- _WHAT YOU ARE ASKED TO DO_
Transcribe word for word the lines below from the line with "Parameters of a" through the line with "pub struct TransactionPage", ends included.

- _DATA SHOWN_
────────────────

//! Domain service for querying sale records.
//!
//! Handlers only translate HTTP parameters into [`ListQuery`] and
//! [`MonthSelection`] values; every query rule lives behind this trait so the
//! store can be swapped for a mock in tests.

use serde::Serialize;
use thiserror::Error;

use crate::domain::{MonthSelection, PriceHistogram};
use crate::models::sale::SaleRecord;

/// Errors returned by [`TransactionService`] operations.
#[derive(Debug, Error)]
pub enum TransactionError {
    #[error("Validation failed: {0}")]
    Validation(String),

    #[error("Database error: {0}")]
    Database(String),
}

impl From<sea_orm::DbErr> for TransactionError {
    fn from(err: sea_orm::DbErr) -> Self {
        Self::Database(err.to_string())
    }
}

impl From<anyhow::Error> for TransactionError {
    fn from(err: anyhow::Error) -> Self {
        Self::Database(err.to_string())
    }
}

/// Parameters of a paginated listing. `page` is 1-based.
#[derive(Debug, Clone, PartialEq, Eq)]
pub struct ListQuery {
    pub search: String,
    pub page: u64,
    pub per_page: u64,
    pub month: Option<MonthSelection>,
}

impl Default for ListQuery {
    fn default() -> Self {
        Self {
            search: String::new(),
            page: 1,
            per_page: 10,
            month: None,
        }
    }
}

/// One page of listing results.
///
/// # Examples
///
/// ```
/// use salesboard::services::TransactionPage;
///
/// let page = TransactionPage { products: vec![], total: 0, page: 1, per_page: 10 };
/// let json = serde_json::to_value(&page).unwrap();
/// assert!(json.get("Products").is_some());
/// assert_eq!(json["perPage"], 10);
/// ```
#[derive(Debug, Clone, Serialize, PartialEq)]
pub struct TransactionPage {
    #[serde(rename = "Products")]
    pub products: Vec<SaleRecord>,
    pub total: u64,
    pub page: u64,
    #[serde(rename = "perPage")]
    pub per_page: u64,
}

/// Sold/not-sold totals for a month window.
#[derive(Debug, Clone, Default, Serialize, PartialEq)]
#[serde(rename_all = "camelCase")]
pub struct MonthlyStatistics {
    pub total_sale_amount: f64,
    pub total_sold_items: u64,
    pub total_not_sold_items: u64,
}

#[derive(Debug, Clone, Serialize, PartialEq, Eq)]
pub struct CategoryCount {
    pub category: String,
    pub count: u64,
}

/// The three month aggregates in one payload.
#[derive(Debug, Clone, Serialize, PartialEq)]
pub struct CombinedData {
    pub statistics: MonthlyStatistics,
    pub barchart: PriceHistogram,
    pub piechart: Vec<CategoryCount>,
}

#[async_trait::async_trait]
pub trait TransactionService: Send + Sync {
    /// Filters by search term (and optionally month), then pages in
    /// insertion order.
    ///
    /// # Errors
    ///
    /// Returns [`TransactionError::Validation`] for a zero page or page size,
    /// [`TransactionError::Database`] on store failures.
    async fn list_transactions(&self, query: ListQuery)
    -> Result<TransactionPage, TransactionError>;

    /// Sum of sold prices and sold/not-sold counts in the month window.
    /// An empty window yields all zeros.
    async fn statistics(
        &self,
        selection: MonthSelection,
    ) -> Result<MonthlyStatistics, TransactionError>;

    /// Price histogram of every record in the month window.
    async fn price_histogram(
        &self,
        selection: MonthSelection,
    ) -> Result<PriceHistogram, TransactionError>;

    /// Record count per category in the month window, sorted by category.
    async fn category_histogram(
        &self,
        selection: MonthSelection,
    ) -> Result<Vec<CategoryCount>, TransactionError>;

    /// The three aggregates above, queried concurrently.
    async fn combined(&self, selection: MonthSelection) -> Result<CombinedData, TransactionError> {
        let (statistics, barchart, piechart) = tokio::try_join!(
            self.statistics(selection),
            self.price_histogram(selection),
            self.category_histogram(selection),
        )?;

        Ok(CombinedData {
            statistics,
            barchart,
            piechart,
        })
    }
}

────────────────

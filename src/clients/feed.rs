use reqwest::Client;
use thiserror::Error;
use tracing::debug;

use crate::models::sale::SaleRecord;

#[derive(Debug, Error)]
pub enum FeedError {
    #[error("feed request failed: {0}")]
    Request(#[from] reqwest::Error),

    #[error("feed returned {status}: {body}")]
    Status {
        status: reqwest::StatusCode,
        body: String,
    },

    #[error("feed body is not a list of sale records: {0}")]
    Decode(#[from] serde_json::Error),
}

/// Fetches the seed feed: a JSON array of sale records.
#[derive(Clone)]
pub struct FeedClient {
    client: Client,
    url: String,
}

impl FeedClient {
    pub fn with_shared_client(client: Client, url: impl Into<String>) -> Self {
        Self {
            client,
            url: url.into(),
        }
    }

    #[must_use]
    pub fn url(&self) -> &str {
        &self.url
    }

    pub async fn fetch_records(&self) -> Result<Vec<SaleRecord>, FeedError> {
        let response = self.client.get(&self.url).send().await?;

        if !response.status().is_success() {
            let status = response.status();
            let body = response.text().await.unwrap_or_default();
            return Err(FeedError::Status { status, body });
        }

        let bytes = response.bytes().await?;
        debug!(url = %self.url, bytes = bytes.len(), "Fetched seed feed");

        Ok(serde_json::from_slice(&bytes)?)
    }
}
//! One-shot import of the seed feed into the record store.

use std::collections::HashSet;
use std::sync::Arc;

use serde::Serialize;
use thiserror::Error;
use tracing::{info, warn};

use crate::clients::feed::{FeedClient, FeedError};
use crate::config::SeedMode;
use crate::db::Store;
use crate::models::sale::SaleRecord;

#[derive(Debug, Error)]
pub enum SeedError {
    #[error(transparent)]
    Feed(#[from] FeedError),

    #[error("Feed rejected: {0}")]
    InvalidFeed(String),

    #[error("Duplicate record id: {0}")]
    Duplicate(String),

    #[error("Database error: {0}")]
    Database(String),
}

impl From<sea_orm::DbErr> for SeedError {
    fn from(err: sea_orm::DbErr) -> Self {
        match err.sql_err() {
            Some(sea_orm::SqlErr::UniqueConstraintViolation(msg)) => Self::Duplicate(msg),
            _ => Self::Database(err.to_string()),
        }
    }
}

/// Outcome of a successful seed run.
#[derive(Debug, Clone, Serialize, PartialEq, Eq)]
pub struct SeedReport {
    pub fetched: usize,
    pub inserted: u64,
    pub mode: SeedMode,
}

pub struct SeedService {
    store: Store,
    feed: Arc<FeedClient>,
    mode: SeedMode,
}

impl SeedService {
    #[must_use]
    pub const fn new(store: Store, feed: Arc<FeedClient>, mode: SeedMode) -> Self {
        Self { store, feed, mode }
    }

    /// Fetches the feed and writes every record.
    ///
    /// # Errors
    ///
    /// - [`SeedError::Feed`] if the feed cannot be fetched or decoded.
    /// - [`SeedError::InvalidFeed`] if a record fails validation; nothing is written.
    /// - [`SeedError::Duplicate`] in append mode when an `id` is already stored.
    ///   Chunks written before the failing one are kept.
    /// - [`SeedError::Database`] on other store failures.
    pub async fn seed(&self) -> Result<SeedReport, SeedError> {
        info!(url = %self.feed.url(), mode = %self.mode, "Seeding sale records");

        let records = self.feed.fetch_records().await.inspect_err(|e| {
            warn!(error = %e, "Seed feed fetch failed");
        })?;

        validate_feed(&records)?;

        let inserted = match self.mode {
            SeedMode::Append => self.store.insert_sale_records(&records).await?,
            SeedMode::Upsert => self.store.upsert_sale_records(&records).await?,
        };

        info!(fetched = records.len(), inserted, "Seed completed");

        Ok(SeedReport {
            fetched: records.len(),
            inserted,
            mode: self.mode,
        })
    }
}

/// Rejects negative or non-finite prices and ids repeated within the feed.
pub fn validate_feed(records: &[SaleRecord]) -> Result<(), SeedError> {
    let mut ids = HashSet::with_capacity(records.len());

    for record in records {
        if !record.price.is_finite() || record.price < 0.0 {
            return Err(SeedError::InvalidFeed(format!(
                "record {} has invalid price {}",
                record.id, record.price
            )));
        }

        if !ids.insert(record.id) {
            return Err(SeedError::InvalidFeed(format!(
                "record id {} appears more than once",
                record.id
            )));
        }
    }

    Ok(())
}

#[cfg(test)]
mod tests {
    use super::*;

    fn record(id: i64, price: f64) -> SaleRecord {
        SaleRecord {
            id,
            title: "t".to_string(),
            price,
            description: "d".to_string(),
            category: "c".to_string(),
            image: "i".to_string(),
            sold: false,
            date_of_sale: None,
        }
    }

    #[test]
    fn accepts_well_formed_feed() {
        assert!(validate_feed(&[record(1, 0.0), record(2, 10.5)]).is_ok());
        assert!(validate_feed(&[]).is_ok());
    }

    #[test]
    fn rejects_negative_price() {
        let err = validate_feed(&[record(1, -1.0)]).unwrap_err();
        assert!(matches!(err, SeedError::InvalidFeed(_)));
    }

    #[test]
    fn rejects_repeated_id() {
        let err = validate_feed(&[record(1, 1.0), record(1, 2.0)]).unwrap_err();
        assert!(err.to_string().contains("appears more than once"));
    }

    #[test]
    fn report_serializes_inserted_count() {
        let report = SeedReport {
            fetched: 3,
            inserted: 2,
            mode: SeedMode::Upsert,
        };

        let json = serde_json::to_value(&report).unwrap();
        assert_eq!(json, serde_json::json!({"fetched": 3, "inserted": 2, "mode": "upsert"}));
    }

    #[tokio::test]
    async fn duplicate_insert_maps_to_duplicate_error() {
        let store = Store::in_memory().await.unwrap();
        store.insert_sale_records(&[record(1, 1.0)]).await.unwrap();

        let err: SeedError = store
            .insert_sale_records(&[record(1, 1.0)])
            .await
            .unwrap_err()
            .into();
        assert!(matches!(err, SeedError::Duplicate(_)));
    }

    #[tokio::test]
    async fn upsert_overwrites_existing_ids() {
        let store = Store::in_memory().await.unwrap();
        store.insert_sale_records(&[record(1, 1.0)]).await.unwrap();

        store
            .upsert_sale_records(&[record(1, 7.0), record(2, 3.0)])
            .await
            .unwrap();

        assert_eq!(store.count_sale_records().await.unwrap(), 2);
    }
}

────────────────

- _ANSWER SPACE_
/// Parameters of a paginated listing. `page` is 1-based.
#[derive(Debug, Clone, PartialEq, Eq)]
pub struct ListQuery {
    pub search: String,
    pub page: u64,
    pub per_page: u64,
    pub month: Option<MonthSelection>,
}

impl Default for ListQuery {
    fn default() -> Self {
        Self {
            search: String::new(),
            page: 1,
            per_page: 10,
            month: None,
        }
    }
}

/// One page of listing results.
///
/// # Examples
///
/// ```
/// use salesboard::services::TransactionPage;
///
/// let page = TransactionPage { products: vec![], total: 0, page: 1, per_page: 10 };
/// let json = serde_json::to_value(&page).unwrap();
/// assert!(json.get("Products").is_some());
/// assert_eq!(json["perPage"], 10);
/// ```
#[derive(Debug, Clone, Serialize, PartialEq)]
pub struct TransactionPage {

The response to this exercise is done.